**Saved data entries**:
..............................

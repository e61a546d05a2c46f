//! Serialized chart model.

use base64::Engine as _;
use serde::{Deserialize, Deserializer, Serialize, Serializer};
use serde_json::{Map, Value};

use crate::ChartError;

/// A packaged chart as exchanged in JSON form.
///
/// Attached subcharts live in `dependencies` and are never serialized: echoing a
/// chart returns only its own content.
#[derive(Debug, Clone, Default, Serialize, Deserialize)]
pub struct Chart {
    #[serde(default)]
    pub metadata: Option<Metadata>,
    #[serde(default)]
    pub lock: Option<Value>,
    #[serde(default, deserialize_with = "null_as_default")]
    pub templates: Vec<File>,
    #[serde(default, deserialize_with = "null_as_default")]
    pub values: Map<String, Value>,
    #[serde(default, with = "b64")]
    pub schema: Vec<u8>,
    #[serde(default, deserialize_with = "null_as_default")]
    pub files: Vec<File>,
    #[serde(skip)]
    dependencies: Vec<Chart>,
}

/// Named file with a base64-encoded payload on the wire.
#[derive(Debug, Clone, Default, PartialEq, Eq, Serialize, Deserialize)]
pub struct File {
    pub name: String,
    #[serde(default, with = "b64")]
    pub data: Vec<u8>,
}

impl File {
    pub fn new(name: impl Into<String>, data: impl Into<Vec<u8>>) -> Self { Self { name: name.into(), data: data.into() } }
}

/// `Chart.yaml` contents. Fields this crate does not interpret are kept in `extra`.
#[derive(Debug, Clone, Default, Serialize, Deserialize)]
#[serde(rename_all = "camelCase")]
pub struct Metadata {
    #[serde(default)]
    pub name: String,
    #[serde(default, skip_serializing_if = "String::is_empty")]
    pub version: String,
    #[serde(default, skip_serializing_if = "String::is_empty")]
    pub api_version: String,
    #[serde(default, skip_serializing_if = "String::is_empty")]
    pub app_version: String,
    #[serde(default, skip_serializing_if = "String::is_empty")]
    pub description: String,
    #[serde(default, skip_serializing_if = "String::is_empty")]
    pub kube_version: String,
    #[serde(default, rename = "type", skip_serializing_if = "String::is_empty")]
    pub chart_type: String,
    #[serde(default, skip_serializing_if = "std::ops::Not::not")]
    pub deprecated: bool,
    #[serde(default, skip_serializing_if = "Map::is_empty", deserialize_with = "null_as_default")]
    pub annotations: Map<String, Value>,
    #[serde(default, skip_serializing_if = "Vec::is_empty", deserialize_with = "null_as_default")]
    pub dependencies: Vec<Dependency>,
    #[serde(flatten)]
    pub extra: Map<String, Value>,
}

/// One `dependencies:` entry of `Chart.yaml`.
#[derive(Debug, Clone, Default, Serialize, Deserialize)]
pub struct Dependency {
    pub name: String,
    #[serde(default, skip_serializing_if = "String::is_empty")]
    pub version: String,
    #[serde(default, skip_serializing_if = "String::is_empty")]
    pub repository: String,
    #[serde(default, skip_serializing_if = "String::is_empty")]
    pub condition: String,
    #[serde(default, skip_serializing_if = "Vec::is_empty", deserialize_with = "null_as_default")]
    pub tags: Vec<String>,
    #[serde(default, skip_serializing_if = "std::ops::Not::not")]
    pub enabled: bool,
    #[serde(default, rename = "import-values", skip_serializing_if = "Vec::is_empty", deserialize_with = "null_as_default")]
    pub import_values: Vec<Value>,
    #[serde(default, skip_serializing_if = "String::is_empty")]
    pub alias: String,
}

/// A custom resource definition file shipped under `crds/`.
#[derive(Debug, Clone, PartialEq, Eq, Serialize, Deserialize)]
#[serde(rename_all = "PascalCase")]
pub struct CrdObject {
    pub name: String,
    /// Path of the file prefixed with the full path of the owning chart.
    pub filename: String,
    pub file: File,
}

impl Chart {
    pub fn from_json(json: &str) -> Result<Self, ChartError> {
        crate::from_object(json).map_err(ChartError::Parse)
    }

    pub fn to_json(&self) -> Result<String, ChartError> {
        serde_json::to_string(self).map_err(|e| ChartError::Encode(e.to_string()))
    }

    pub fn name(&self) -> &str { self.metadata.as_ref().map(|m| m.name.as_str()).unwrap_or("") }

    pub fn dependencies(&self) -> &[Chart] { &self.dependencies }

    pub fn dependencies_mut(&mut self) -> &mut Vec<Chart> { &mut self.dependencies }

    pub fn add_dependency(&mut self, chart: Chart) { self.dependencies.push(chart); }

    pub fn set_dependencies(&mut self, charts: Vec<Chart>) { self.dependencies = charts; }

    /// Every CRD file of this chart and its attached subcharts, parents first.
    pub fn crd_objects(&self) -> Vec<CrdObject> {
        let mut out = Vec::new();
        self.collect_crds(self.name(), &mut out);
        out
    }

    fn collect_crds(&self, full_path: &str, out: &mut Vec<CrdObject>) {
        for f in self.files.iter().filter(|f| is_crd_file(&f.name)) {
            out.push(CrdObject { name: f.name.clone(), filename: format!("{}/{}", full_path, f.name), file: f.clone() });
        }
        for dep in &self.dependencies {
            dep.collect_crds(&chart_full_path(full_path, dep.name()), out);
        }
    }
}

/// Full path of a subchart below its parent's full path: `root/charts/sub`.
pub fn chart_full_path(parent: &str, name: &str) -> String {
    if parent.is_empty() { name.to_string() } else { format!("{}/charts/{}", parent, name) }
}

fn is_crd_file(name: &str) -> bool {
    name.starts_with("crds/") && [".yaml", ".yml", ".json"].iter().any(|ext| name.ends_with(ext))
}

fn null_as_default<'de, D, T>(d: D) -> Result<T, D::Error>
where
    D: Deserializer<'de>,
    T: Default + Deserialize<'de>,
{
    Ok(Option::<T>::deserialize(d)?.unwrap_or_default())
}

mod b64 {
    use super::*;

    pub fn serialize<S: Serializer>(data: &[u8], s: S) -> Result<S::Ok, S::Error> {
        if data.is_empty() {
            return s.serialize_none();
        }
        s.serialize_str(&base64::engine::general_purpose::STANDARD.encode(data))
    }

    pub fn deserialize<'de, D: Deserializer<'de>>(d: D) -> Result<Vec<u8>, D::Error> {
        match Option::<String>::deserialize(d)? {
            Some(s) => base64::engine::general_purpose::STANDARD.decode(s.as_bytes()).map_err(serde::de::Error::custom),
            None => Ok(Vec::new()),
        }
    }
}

..............................

**EXERCISE DESCRIPTION**: Among the records, find every line holding the word "iter" and copy it.

**RESPONSE TO THIS EXERCISE**:
        for f in self.files.iter().filter(|f| is_crd_file(&f.name)) {
    name.starts_with("crds/") && [".yaml", ".yml", ".json"].iter().any(|ext| name.ends_with(ext))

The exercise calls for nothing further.